Seçimlerin dayanaksız ve mantıksız bahanelerle iptal edilmesi, tabiri caizse demokratik işleyişin kırıntısına bile ihtiyaç duyulduğunu göstermektedir.

Bir iktidar, kaybettiği seçimi keyfi bir şekilde iptal edebiliyorsa bir başka sorunla karşı karşıya bulunuyoruz demektir.
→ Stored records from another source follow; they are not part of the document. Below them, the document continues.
//! Sequential proof runner.

use std::any::Any;
use std::io::Write;
use std::panic::{AssertUnwindSafe, catch_unwind};
use std::time::Instant;

use thiserror::Error;

use crate::config::RunConfig;
use crate::failure::proof_id;
use crate::registry::{Proof, ProofState, Registry, RegistryError};
use crate::structured_log::{LogEmitter, LogEntry, LogLevel, Outcome};

#[derive(Debug, Error)]
pub enum RunError {
    #[error(transparent)]
    Registry(#[from] RegistryError),
    /// An error or panic escaped a proof body. `message` is `None` when the
    /// error or panic payload carried no text.
    #[error("uncaught error in '{proof}': {}", .message.as_deref().unwrap_or("<unknown>"))]
    UncaughtProof {
        proof: String,
        message: Option<String>,
    },
    #[error("run output failed: {0}")]
    Io(#[from] std::io::Error),
}

/// Counts for one run.
#[derive(Debug, Clone, Copy, Default, PartialEq, Eq)]
pub struct RunSummary {
    pub suites: usize,
    pub executed: usize,
    pub passed: usize,
    pub failed: usize,
    /// Failure records appended during the run.
    pub failures: usize,
}

impl RunSummary {
    #[must_use]
    pub fn all_passed(&self) -> bool {
        self.failures == 0
    }
}

/// Walks the bound proofs of a registry in suite order, applying the
/// configured filters.
#[derive(Debug)]
pub struct Runner {
    config: RunConfig,
    log: Option<LogEmitter>,
}

impl Runner {
    #[must_use]
    pub fn new(config: RunConfig) -> Self {
        Self { config, log: None }
    }

    #[must_use]
    pub fn with_event_log(mut self, emitter: LogEmitter) -> Self {
        self.log = Some(emitter);
        self
    }

    #[must_use]
    pub fn config(&self) -> &RunConfig {
        &self.config
    }

    /// Execute every selected proof once.
    ///
    /// Progress lines go to `out` unless quiet. The first error or panic
    /// escaping a body stops the run; no later proof executes.
    pub fn run(
        &mut self,
        registry: &Registry,
        out: &mut dyn Write,
    ) -> Result<RunSummary, RunError> {
        registry.begin_run()?;
        let run_started = Instant::now();
        let details = serde_json::json!({
            "suite_filter": self.config.suite_filter.pattern(),
            "proof_filter": self.config.proof_filter.pattern(),
            "proofs": registry.proof_count(),
        });
        self.log_event(LogLevel::Info, "run_start", |entry| entry.with_details(details))?;

        let failures_before = registry.failures().len();
        let mut summary = RunSummary::default();

        for (suite_name, proofs) in registry.proofs() {
            if !self.config.suite_filter.matches(&suite_name) {
                continue;
            }
            summary.suites += 1;
            if !self.config.quiet {
                writeln!(out, "== {suite_name} ==")?;
            }
            for proof in proofs {
                if !self.config.proof_filter.matches(proof.proof_name()) {
                    continue;
                }
                if !self.config.quiet {
                    writeln!(out, " * {}", proof.proof_name())?;
                    out.flush()?;
                }
                match self.run_proof(registry, &proof)? {
                    ProofState::Passed => summary.passed += 1,
                    _ => summary.failed += 1,
                }
                summary.executed += 1;
            }
        }

        summary.failures = registry.failures().len() - failures_before;
        let elapsed = millis(run_started);
        self.log_event(LogLevel::Info, "run_end", |entry| {
            entry
                .with_failure_count(summary.failures)
                .with_exit_code(i32::from(!summary.all_passed()))
                .with_duration_ms(elapsed)
                .with_details(serde_json::json!({
                    "executed": summary.executed,
                    "passed": summary.passed,
                    "failed": summary.failed,
                }))
        })?;
        self.flush_log()?;
        Ok(summary)
    }

    fn run_proof(&mut self, registry: &Registry, proof: &Proof) -> Result<ProofState, RunError> {
        let (suite, name) = (proof.suite_name(), proof.proof_name());
        self.log_event(LogLevel::Debug, "proof_start", |entry| {
            entry.with_proof(suite, name)
        })?;

        proof.advance(ProofState::Running);
        let before = registry.failures().len();
        let started = Instant::now();

        let escaped = match catch_unwind(AssertUnwindSafe(|| proof.execute())) {
            Ok(Ok(())) => None,
            Ok(Err(err)) => Some(Some(err.to_string()).filter(|m| !m.is_empty())),
            Err(payload) => Some(panic_message(payload.as_ref())),
        };

        if let Some(message) = escaped {
            proof.advance(ProofState::Failed);
            self.log_event(LogLevel::Error, "proof_uncaught", |entry| {
                let entry = entry
                    .with_proof(suite, name)
                    .with_outcome(Outcome::Error)
                    .with_duration_ms(millis(started));
                match &message {
                    Some(text) => entry.with_details(serde_json::json!({ "message": text })),
                    None => entry,
                }
            })?;
            self.log_event(LogLevel::Error, "run_end", |entry| entry.with_exit_code(1))?;
            self.flush_log()?;
            return Err(RunError::UncaughtProof {
                proof: proof_id(suite, name),
                message,
            });
        }

        let recorded = registry.failures().len() - before;
        let state = if recorded == 0 {
            registry.passes().record(suite, name);
            ProofState::Passed
        } else {
            ProofState::Failed
        };
        proof.advance(state);

        let (level, outcome) = match state {
            ProofState::Passed => (LogLevel::Info, Outcome::Pass),
            _ => (LogLevel::Warn, Outcome::Fail),
        };
        self.log_event(level, "proof_result", |entry| {
            entry
                .with_proof(suite, name)
                .with_outcome(outcome)
                .with_failure_count(recorded)
                .with_duration_ms(millis(started))
        })?;
        Ok(state)
    }

    fn log_event(
        &mut self,
        level: LogLevel,
        event: &str,
        fill: impl FnOnce(LogEntry) -> LogEntry,
    ) -> Result<(), RunError> {
        if let Some(log) = self.log.as_mut() {
            let entry = fill(log.entry(level, event));
            log.emit_entry(entry)?;
        }
        Ok(())
    }

    fn flush_log(&mut self) -> Result<(), RunError> {
        if let Some(log) = self.log.as_mut() {
            log.flush()?;
        }
        Ok(())
    }
}

fn millis(since: Instant) -> u64 {
    u64::try_from(since.elapsed().as_millis()).unwrap_or(u64::MAX)
}

/// Text of a panic payload, when it carries any.
fn panic_message(payload: &(dyn Any + Send)) -> Option<String> {
    payload
        .downcast_ref::<&str>()
        .map(|s| (*s).to_string())
        .or_else(|| payload.downcast_ref::<String>().cloned())
        .filter(|s| !s.is_empty())
}

#[cfg(test)]
mod tests {
    use super::*;
    use crate::config::NameFilter;
    use crate::registry::SuiteBuilder;
    use crate::structured_log::validate_log_line;
    use std::sync::{Arc, Mutex};

    fn registry() -> Registry {
        let registry = Registry::new();
        registry
            .register_suite("Foo", |s: &mut SuiteBuilder<'_>| {
                s.ensure("passes", |_| Ok(()));
                s.ensure("fails", |fx| {
                    fx.add_failure(crate::Location::new("t.rs", 7), "x", "1", "2", "x");
                    Ok(())
                });
            })
            .unwrap();
        registry
            .register_suite("Bar", |s: &mut SuiteBuilder<'_>| s.ensure("passes", |_| Ok(())))
            .unwrap();
        registry.bind().unwrap();
        registry
    }

    #[test]
    fn run_prints_progress_and_tracks_outcomes() {
        let registry = registry();
        let mut out = Vec::new();
        let summary = Runner::new(RunConfig::default())
            .run(&registry, &mut out)
            .unwrap();

        let text = String::from_utf8(out).unwrap();
        assert_eq!(
            text,
            "== Bar ==\n * passes\n== Foo ==\n * passes\n * fails\n"
        );
        assert_eq!(summary.executed, 3);
        assert_eq!(summary.passed, 2);
        assert_eq!(summary.failed, 1);
        assert_eq!(summary.failures, 1);
        assert_eq!(registry.passes().snapshot(), vec!["Bar::passes", "Foo::passes"]);

        let foo = &registry.proofs()[1].1;
        assert_eq!(foo[0].state(), ProofState::Passed);
        assert_eq!(foo[1].state(), ProofState::Failed);
    }

    #[test]
    fn filters_and_quiet_mode() {
        let registry = registry();
        let config = RunConfig {
            suite_filter: NameFilter::new("Fo").unwrap(),
            proof_filter: NameFilter::new("pass").unwrap(),
            quiet: true,
            ..RunConfig::default()
        };
        let mut out = Vec::new();
        let summary = Runner::new(config).run(&registry, &mut out).unwrap();

        assert!(out.is_empty());
        assert_eq!(summary.suites, 1);
        assert_eq!(summary.executed, 1);
        assert!(summary.all_passed());
        assert_eq!(registry.proofs()[0].1[0].state(), ProofState::Pending);
    }

    #[test]
    fn escaping_error_stops_the_run() {
        let registry = Registry::new();
        registry
            .register_suite("Stop", |s: &mut SuiteBuilder<'_>| {
                s.ensure("a_throws", |_| Err("bang".into()));
                s.ensure("b_never_runs", |_| panic!("must not execute"));
            })
            .unwrap();
        registry.bind().unwrap();

        let err = Runner::new(RunConfig::default())
            .run(&registry, &mut Vec::new())
            .unwrap_err();
        match err {
            RunError::UncaughtProof { proof, message } => {
                assert_eq!(proof, "Stop::a_throws");
                assert_eq!(message.as_deref(), Some("bang"));
            }
            other => panic!("unexpected error: {other}"),
        }
        let proofs = &registry.proofs()[0].1;
        assert_eq!(proofs[0].state(), ProofState::Failed);
        assert_eq!(proofs[1].state(), ProofState::Pending);
    }

    #[test]
    fn escaping_panic_is_uncaught() {
        let registry = Registry::new();
        registry
            .register_suite("Panics", |s: &mut SuiteBuilder<'_>| {
                s.ensure("boom", |_| panic!("kaboom"));
            })
            .unwrap();
        registry.bind().unwrap();

        let err = Runner::new(RunConfig::default())
            .run(&registry, &mut Vec::new())
            .unwrap_err();
        assert_eq!(err.to_string(), "uncaught error in 'Panics::boom': kaboom");
    }

    #[test]
    fn run_requires_bound_registry_and_runs_once() {
        let registry = Registry::new();
        let mut runner = Runner::new(RunConfig::default());
        assert!(matches!(
            runner.run(&registry, &mut Vec::new()),
            Err(RunError::Registry(RegistryError::NotBound))
        ));
        registry.bind().unwrap();
        runner.run(&registry, &mut Vec::new()).unwrap();
        assert!(matches!(
            runner.run(&registry, &mut Vec::new()),
            Err(RunError::Registry(RegistryError::AlreadyRan))
        ));
    }

    #[derive(Clone, Default)]
    struct SharedBuf(Arc<Mutex<Vec<u8>>>);

    impl Write for SharedBuf {
        fn write(&mut self, buf: &[u8]) -> std::io::Result<usize> {
            self.0.lock().unwrap().extend_from_slice(buf);
            Ok(buf.len())
        }

        fn flush(&mut self) -> std::io::Result<()> {
            Ok(())
        }
    }

    #[test]
    fn event_log_records_each_proof() {
        let registry = registry();
        let buf = SharedBuf::default();
        let mut runner = Runner::new(RunConfig::default())
            .with_event_log(LogEmitter::to_writer(buf.clone(), "unit"));
        runner.run(&registry, &mut Vec::new()).unwrap();

        let bytes = buf.0.lock().unwrap().clone();
        let text = String::from_utf8(bytes).unwrap();
        let events: Vec<String> = text
            .lines()
            .enumerate()
            .map(|(i, line)| validate_log_line(line, i + 1).expect("valid line").event)
            .collect();
        assert_eq!(events.first().map(String::as_str), Some("run_start"));
        assert_eq!(events.last().map(String::as_str), Some("run_end"));
        assert_eq!(events.iter().filter(|e| *e == "proof_result").count(), 3);
        assert!(text.contains("\"outcome\":\"fail\""));
    }
}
Ancak askeri darbe dönemlerinde görmeye alışık olduğumuz, hatta o dönemler de görülmeyen hukuk dışılık söz konusuysa, egemenler kendi yasalarına bile uymuyorsa, toplumsal mücadelenin, muhalif hareketlerin odak noktasına demokrasi yerleşmesi, ittifak politikasının buna göre düzenlenmesi kaçınılmazdır.

31 Mart seçim sonuçları bir bakıma bu ittifakın sandığa yansımasından ibaretti. İnanıyorum ki 23 Haziran seçimlerinde bir kez daha bu demokrasi ittifakı bir kez daha tescil edilecektir.

Değerli Katılımcılar,
Yargı bağımsızlığının ortadan kaldırıldığı yönündeki iddiaların dayanaklı olduğunu kanıtlayan iptal kararı sıradan değildir. Tıpkı 23 Haziran`da yapılacak seçimin sadece İstanbul`la sınırlı kalmayacağı gibi.
Hiç şüphe yok ki İstanbul artık Türkiye`dir.

İstanbullular, ya kaybettiği seçimi iptal etmekte sakınca görmeyen, bu uğurda hukuku ve millet iradesini ayaklar altına alan, yüksek yargı kararlarını doğrudan etkileyen, yargı bağımsızlığını yok eden bir anlayışı tercih edecek ya da hukuk katliamı yapanlara gereken yanıtı verecek, adaletin bir kez daha tescil edilmesini sağlayacaktır.

Bu zaman zarfında demokrasi kavramı derin bir yara aldı. Yine hiç şüphe yok ki millet iradesini yansıtan seçimler, hukuk dışı bir kararla yok sayıldı.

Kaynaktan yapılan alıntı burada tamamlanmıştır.